Yes, these are caused by tiny wasps, but they are not glued to the leaf. In fact, they are part of the leaf tissue and they are galls, most often caused by wasps in the family Cynipidae. The one you describe sounds very much like one we have so commonly in northern California, and which I sort of thought might be unique to our state. We call ours the California Jumping Gall, and this is due to the fact that it falls from the leaf in the summer and the wasp larva inside that little gall begins tossing itself back and forth, perhaps intended to cause the gall to end up within some crevice in the soil where the larva then can pupate in comfort. But, all that tossing and flipping will cause the gall to jump right off the surface, and the jump could be an inch or more high. If you can imagine thousands of these tiny little balls bouncing all over the patio and on cars and outside furniture, the result is amazing, albeit terrifying for the homeowner who has no idea what's happening.

You don't mention whether or not your galls are hopping, but if they were a species that did this you likely would be aware of it by now. However, there are hundreds of other kinds of galls on oak trees and other trees, although some of those on oaks are the most interesting. They are created when a female wasp "stings" the tissue of the leaf to implant an egg. They really are not stinging wasps, but they still use the ovipositor for this. The egg hatches and the larva begins feeding within the leaf, but as it feeds it secretes some chemicals that cause the leaf to react in a way that is specific to each kind of gall wasp, forming these enlarging and unusual eruptions of the leaf tissue. Some of them end up looking like red Hershey's Kisses candy, some like balls of fluff, some are spikey, others flattened - just an amazing array of shapes and sizes. They nearly always are attached on a leaf vein where the thicker tissue is.

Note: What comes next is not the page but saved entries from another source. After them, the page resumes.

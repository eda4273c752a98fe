//! FragmentReader: presents an ordered list of fragment streams as one byte stream.

use std::future::Future;
use std::io;
use std::pin::Pin;
use std::task::{Context, Poll, ready};
use std::time::Duration;

use async_trait::async_trait;
use tokio::io::{AsyncRead, ReadBuf};
use tokio::time::{Instant, Sleep};

/// One opened fragment. Closing releases whatever the backend holds for it
/// (an HTTP body, an object download, a file).
#[async_trait]
pub trait FragmentStream: AsyncRead + Send + Unpin {
    async fn close(&mut self) -> io::Result<()>;
}

/// Adapts any `AsyncRead` into a `FragmentStream`; closing drops the reader.
pub struct ReaderFragment {
    locator: String,
    inner: Option<Pin<Box<dyn AsyncRead + Send>>>,
}

impl ReaderFragment {
    pub fn new(locator: impl Into<String>, reader: impl AsyncRead + Send + 'static) -> Self {
        Self {
            locator: locator.into(),
            inner: Some(Box::pin(reader)),
        }
    }

    pub fn locator(&self) -> &str {
        &self.locator
    }
}

impl AsyncRead for ReaderFragment {
    fn poll_read(
        self: Pin<&mut Self>,
        cx: &mut Context<'_>,
        buf: &mut ReadBuf<'_>,
    ) -> Poll<io::Result<()>> {
        let this = self.get_mut();
        match this.inner.as_mut() {
            Some(inner) => inner.as_mut().poll_read(cx, buf),
            None => Poll::Ready(Err(io::Error::other(format!(
                "fragment {} is closed",
                this.locator
            )))),
        }
    }
}

#[async_trait]
impl FragmentStream for ReaderFragment {
    async fn close(&mut self) -> io::Result<()> {
        self.inner.take();
        Ok(())
    }
}

/// Bounds how long a fragment may sit without delivering data. A read that stays
/// pending for longer than `idle` fails with `ErrorKind::TimedOut`; the clock
/// restarts whenever the inner stream makes progress.
pub struct IdleDeadline {
    inner: Box<dyn FragmentStream>,
    locator: String,
    idle: Duration,
    deadline: Pin<Box<Sleep>>,
    waiting: bool,
}

impl IdleDeadline {
    pub fn new(inner: Box<dyn FragmentStream>, locator: impl Into<String>, idle: Duration) -> Self {
        Self {
            inner,
            locator: locator.into(),
            idle,
            deadline: Box::pin(tokio::time::sleep(idle)),
            waiting: false,
        }
    }
}

impl AsyncRead for IdleDeadline {
    fn poll_read(
        self: Pin<&mut Self>,
        cx: &mut Context<'_>,
        buf: &mut ReadBuf<'_>,
    ) -> Poll<io::Result<()>> {
        let this = self.get_mut();
        if let Poll::Ready(res) = Pin::new(&mut this.inner).poll_read(cx, buf) {
            this.waiting = false;
            return Poll::Ready(res);
        }

        // time spent between reads is the consumer's, only a pending read counts
        if !this.waiting {
            this.waiting = true;
            this.deadline.as_mut().reset(Instant::now() + this.idle);
        }
        ready!(this.deadline.as_mut().poll(cx));
        this.waiting = false;
        Poll::Ready(Err(io::Error::new(
            io::ErrorKind::TimedOut,
            format!("fragment {} sent nothing for {:?}", this.locator, this.idle),
        )))
    }
}

#[async_trait]
impl FragmentStream for IdleDeadline {
    async fn close(&mut self) -> io::Result<()> {
        self.inner.close().await
    }
}

/// Reads its sources one after the other: the first until EOF, then the next.
/// All sources are opened before the reader is built, but none is read ahead.
pub struct FragmentReader {
    sources: Vec<Box<dyn FragmentStream>>,
    current: usize,
    closed: bool,
}

impl FragmentReader {
    pub fn new(sources: Vec<Box<dyn FragmentStream>>) -> Self {
        Self {
            sources,
            current: 0,
            closed: false,
        }
    }

    /// A reader over no fragments; the first read returns EOF.
    pub fn empty() -> Self {
        Self::new(Vec::new())
    }

    pub fn len(&self) -> usize {
        self.sources.len()
    }

    pub fn is_empty(&self) -> bool {
        self.sources.is_empty()
    }

    /// Closes every source exactly once. A failing source does not stop the others
    /// from being closed; all failures are reported together.
    pub async fn close(&mut self) -> io::Result<()> {
        if self.closed {
            return Ok(());
        }
        self.closed = true;

        let total = self.sources.len();
        let mut failures = Vec::new();
        for (idx, source) in self.sources.iter_mut().enumerate() {
            if let Err(e) = source.close().await {
                tracing::warn!("failed to close fragment #{}: {e}", idx + 1);
                failures.push(format!("#{}: {e}", idx + 1));
            }
        }

        if failures.is_empty() {
            Ok(())
        } else {
            Err(io::Error::other(format!(
                "failed to close {} of {total} fragment streams ({})",
                failures.len(),
                failures.join(", ")
            )))
        }
    }
}

impl AsyncRead for FragmentReader {
    fn poll_read(
        self: Pin<&mut Self>,
        cx: &mut Context<'_>,
        buf: &mut ReadBuf<'_>,
    ) -> Poll<io::Result<()>> {
        let this = self.get_mut();
        if this.closed {
            return Poll::Ready(Err(io::Error::other("fragment reader is closed")));
        }
        if buf.remaining() == 0 {
            return Poll::Ready(Ok(()));
        }

        while this.current < this.sources.len() {
            let before = buf.filled().len();
            ready!(Pin::new(&mut this.sources[this.current]).poll_read(cx, buf))?;
            if buf.filled().len() > before {
                return Poll::Ready(Ok(()));
            }
            // current source is exhausted
            this.current += 1;
        }
        Poll::Ready(Ok(()))
    }
}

They nearly always are completely harmless to the tree, particularly when they are on deciduous oaks that lose their leaves in the fall anyhow. Some kinds of galls, like spindle gall, will form on the thin stems rather than the leaf, and when these enlarge they do cause some minor die-back of the plant from that point outward, but it does not harm the tree overall. The Jumping Galls cause the greatest interest and concern due to their weird hopping and visibility to homeowners.

What can you do about them? Essentially nothing, and there is really no reason to spray pesticides all over the trees in an effort to eliminate them. It won't do much good anyhow, as the active ingredients just don't penetrate that gall, so it is a waste of toxic material. Better is to educate the customer with the trees to understand what these are and the benign nature of them, and hopefully they then will actually learn to enjoy the oddity. Not all "bugs" are a problem and not all of them need to be killed.